CapitolBeatOK Staff Report
Attorney General Scott Pruitt on Tuesday said the legal claims made in 2011 in Oklahoma’s lawsuit challenging the implementation of the Affordable Care Act (ACA) were upheld Tuesday in a ruling by the DC Circuit Court of Appeals.
In September 2011, Oklahoma was the first to raise a legal challenge to the legality of an IRS rule that caused billions in illegal subsidies to be paid out, despite Congress having never authorized those payments.
A three-judge panel of the DC Circuit ruled 2-1 in favor of the challengers in “Halbig v. Burwell.” The private plaintiffs in that case filed a lawsuit in May 2013 that brought the same challenges made by Oklahoma in 2011.
“Early on, we recognized this major problem with how the Obama administration was implementing the Affordable Care Act,” Attorney General Pruitt said in comments sent to the news media, including CapitolBeatOK.

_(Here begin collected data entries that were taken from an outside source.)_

//! Warehouse configuration.
//!
//! Same three sections and keys as the classic `dwh.cfg`, written as TOML:
//!
//! ```toml
//! [DB]
//! DB_USER     = "dwhuser"
//! DB_PASSWORD = "..."
//! DB_ENDPOINT = "dwhcluster.xxxx.us-west-2.redshift.amazonaws.com"
//! DB_PORT     = 5439
//! DB_NAME     = "dwh"
//!
//! [IAM]
//! IAM_ROLE_ARN = "arn:aws:iam::123456789012:role/dwhRole"
//!
//! [S3]
//! LOG_DATA  = "s3://udacity-dend/log_data"
//! LOG_JSON  = "s3://udacity-dend/log_json_path.json"
//! SONG_DATA = "s3://udacity-dend/song_data"
//! ```
use crate::Error;
use serde::Deserialize;
use std::path::Path;

#[derive(Debug, Clone, PartialEq, Eq, Deserialize)]
pub struct Config {
    #[serde(rename = "DB")]
    pub db: Db,
    #[serde(rename = "IAM")]
    pub iam: Iam,
    #[serde(rename = "S3")]
    pub s3: S3,
}

/// Connection parameters for the warehouse cluster.
#[derive(Clone, PartialEq, Eq, Deserialize)]
#[serde(rename_all = "SCREAMING_SNAKE_CASE")]
pub struct Db {
    pub db_user: String,
    pub db_password: String,
    pub db_endpoint: String,
    pub db_port: u16,
    pub db_name: String,
}

/// Identity the warehouse assumes when reading from S3.
#[derive(Debug, Clone, PartialEq, Eq, Deserialize)]
#[serde(rename_all = "SCREAMING_SNAKE_CASE")]
pub struct Iam {
    pub iam_role_arn: String,
}

/// Source locations of the raw logs.
#[derive(Debug, Clone, PartialEq, Eq, Deserialize)]
#[serde(rename_all = "SCREAMING_SNAKE_CASE")]
pub struct S3 {
    /// Event-log JSON objects.
    pub log_data: String,
    /// JSONPaths descriptor mapping event-log fields to columns.
    pub log_json: String,
    /// Song-metadata JSON objects.
    pub song_data: String,
    #[serde(default = "region")]
    pub region: String,
}

fn region() -> String {
    crate::DEFAULT_REGION.to_string()
}

impl Config {
    pub fn load(path: impl AsRef<Path>) -> Result<Self, Error> {
        let path = path.as_ref();
        let text = std::fs::read_to_string(path).map_err(|source| Error::Read {
            path: path.to_path_buf(),
            source,
        })?;
        Self::parse(&text).map_err(|source| Error::Parse {
            path: path.to_path_buf(),
            source,
        })
    }
    pub fn parse(text: &str) -> Result<Self, toml::de::Error> {
        toml::from_str(text)
    }
}

impl Db {
    /// Typed connection parameters; nothing is interpolated into a string.
    pub fn pg(&self) -> tokio_postgres::Config {
        let mut config = tokio_postgres::Config::new();
        config
            .user(&self.db_user)
            .password(&self.db_password)
            .host(&self.db_endpoint)
            .port(self.db_port)
            .dbname(&self.db_name);
        config
    }
}

// keeps the password out of logs and error chains
impl std::fmt::Debug for Db {
    fn fmt(&self, f: &mut std::fmt::Formatter<'_>) -> std::fmt::Result {
        f.debug_struct("Db")
            .field("db_user", &self.db_user)
            .field("db_password", &"***")
            .field("db_endpoint", &self.db_endpoint)
            .field("db_port", &self.db_port)
            .field("db_name", &self.db_name)
            .finish()
    }
}

/// Renders a config value as a single-quoted SQL string literal.
///
/// Accepts values that are already wrapped in single quotes, as the
/// classic config file stored them, and never double-wraps them.
pub fn literal(value: &str) -> String {
    format!("'{}'", unquote(value).replace('\'', "''"))
}

/// Strips surrounding whitespace and one pair of enclosing single quotes.
pub fn unquote(value: &str) -> &str {
    let value = value.trim();
    value
        .strip_prefix('\'')
        .and_then(|v| v.strip_suffix('\''))
        .unwrap_or(value)
}

#[cfg(test)]
mod tests {
    use super::*;

    const SAMPLE: &str = r#"
        [DB]
        DB_USER     = "dwhuser"
        DB_PASSWORD = "Passw0rd"
        DB_ENDPOINT = "dwhcluster.abc123.us-west-2.redshift.amazonaws.com"
        DB_PORT     = 5439
        DB_NAME     = "dwh"

        [IAM]
        IAM_ROLE_ARN = "arn:aws:iam::123456789012:role/dwhRole"

        [S3]
        LOG_DATA  = "s3://udacity-dend/log_data"
        LOG_JSON  = "'s3://udacity-dend/log_json_path.json'"
        SONG_DATA = "s3://udacity-dend/song_data"
    "#;

    #[test]
    fn parses_all_sections() {
        let config = Config::parse(SAMPLE).unwrap();
        assert_eq!(config.db.db_user, "dwhuser");
        assert_eq!(config.db.db_port, 5439);
        assert_eq!(config.db.db_name, "dwh");
        assert_eq!(config.iam.iam_role_arn, "arn:aws:iam::123456789012:role/dwhRole");
        assert_eq!(config.s3.log_data, "s3://udacity-dend/log_data");
        assert_eq!(config.s3.region, "us-west-2");
    }
    #[test]
    fn region_overrides_default() {
        let text = format!("{}\nREGION = \"eu-central-1\"\n", SAMPLE);
        let config = Config::parse(&text).unwrap();
        assert_eq!(config.s3.region, "eu-central-1");
    }
    #[test]
    fn missing_option_is_rejected() {
        let text = SAMPLE.replace("IAM_ROLE_ARN", "ROLE");
        assert!(Config::parse(&text).is_err());
    }
    #[test]
    fn non_numeric_port_is_rejected() {
        let text = SAMPLE.replace("5439", "\"redshift\"");
        assert!(Config::parse(&text).is_err());
    }
    #[test]
    fn load_reports_path() {
        let dir = tempfile::tempdir().unwrap();
        let path = dir.path().join("missing.toml");
        let err = Config::load(&path).unwrap_err();
        assert!(err.is_config());
        assert!(err.to_string().contains("missing.toml"));
    }
    #[test]
    fn load_reads_file() {
        let dir = tempfile::tempdir().unwrap();
        let path = dir.path().join("dwh.toml");
        std::fs::write(&path, SAMPLE).unwrap();
        assert_eq!(Config::load(&path).unwrap(), Config::parse(SAMPLE).unwrap());
    }
    #[test]
    fn malformed_file_is_parse_error() {
        let dir = tempfile::tempdir().unwrap();
        let path = dir.path().join("dwh.toml");
        std::fs::write(&path, "[DB\nDB_USER = ").unwrap();
        assert!(matches!(Config::load(&path), Err(Error::Parse { .. })));
    }
    #[test]
    fn password_is_redacted() {
        let config = Config::parse(SAMPLE).unwrap();
        let debug = format!("{:?}", config);
        assert!(!debug.contains("Passw0rd"));
        assert!(debug.contains("dwhuser"));
    }
    #[test]
    fn pg_config_carries_parameters() {
        let config = Config::parse(SAMPLE).unwrap().db.pg();
        assert_eq!(config.get_user(), Some("dwhuser"));
        assert_eq!(config.get_dbname(), Some("dwh"));
        assert_eq!(config.get_ports(), &[5439]);
        assert_eq!(config.get_password(), Some(&b"Passw0rd"[..]));
    }
    #[test]
    fn literal_quotes_once() {
        assert_eq!(literal("s3://bucket/key"), "'s3://bucket/key'");
        assert_eq!(literal("'s3://bucket/key'"), "'s3://bucket/key'");
        assert_eq!(literal("  s3://bucket/key "), "'s3://bucket/key'");
        assert_eq!(literal("it's"), "'it''s'");
    }
}
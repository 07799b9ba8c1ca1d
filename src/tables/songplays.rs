use super::*;
use crate::*;

/// Fact table: one row per song play that matched a catalogued song.
///
/// Keyed by a warehouse-generated surrogate, so re-inserting the same
/// staging data duplicates facts instead of failing.
#[derive(Debug, Clone, Copy)]
pub struct Songplays;

impl Schema for Songplays {
    fn name() -> &'static str {
        SONGPLAYS
    }
    fn drops() -> &'static str {
        const_format::concatcp!("DROP TABLE IF EXISTS ", SONGPLAYS, ";")
    }
    fn creates() -> &'static str {
        const_format::concatcp!(
            "CREATE TABLE IF NOT EXISTS ",
            SONGPLAYS,
            " (
                songplay_id     BIGINT IDENTITY(0,1) PRIMARY KEY,
                start_time      TIMESTAMP NOT NULL,
                user_id         INT NOT NULL,
                level           VARCHAR NOT NULL,
                song_id         VARCHAR,
                artist_id       VARCHAR,
                session_id      VARCHAR,
                location        VARCHAR,
                user_agent      VARCHAR
            ) DISTSTYLE KEY DISTKEY (start_time) SORTKEY (start_time);"
        )
    }
}

impl Derive for Songplays {
    fn key() -> &'static str {
        "songplay_id"
    }
    /// Plays are matched to songs on the literal (title, artist name) pair.
    /// Events without a match are left out, not null-joined.
    fn inserts() -> &'static str {
        const_format::concatcp!(
            "INSERT INTO ",
            SONGPLAYS,
            " (start_time, user_id, level, song_id, artist_id, session_id, location, user_agent)
            SELECT DISTINCT
                event.ts            AS start_time,
                event.userId        AS user_id,
                event.level         AS level,
                song.song_id        AS song_id,
                song.artist_id      AS artist_id,
                event.sessionId     AS session_id,
                event.location      AS location,
                event.userAgent     AS user_agent
            FROM ",
            STAGING_EVENTS,
            " AS event
            JOIN ",
            STAGING_SONGS,
            " AS song
                ON  event.song      = song.title
                AND event.artist    = song.artist_name
            WHERE   event.page      = '",
            NEXT_SONG,
            "'
                AND event.ts        IS NOT NULL
                AND event.userId    IS NOT NULL
                AND event.level     IS NOT NULL;"
        )
    }
}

“Other states and private plaintiffs like Halbig followed our lead in challenging the law and today’s ruling by the DC Circuit Court of Appeals is a victory for Oklahoma’s lawsuit and others challenging the law. Our lawsuit challenges the administration’s attempt to ‘fix’ the health care law through executive fiat. This ruling gives us great confidence that Oklahoma’s lawsuit will ultimately prevail.”
A decision in Oklahoma’s lawsuit is imminent. Oklahoma’s lawsuit is before a federal judge in the Eastern District of Oklahoma.
The state of Oklahoma is challenging an IRS rule regarding the legality of the subsidies and the assessment of tax penalties on “large employers.”
The IRS is attempting to assess “large employer” penalties in states like Oklahoma that did not establish state health care exchanges, which contradicts the language of the ACA. The ACA states tax penalties are only to be assessed in states that set up state-based health care exchanges.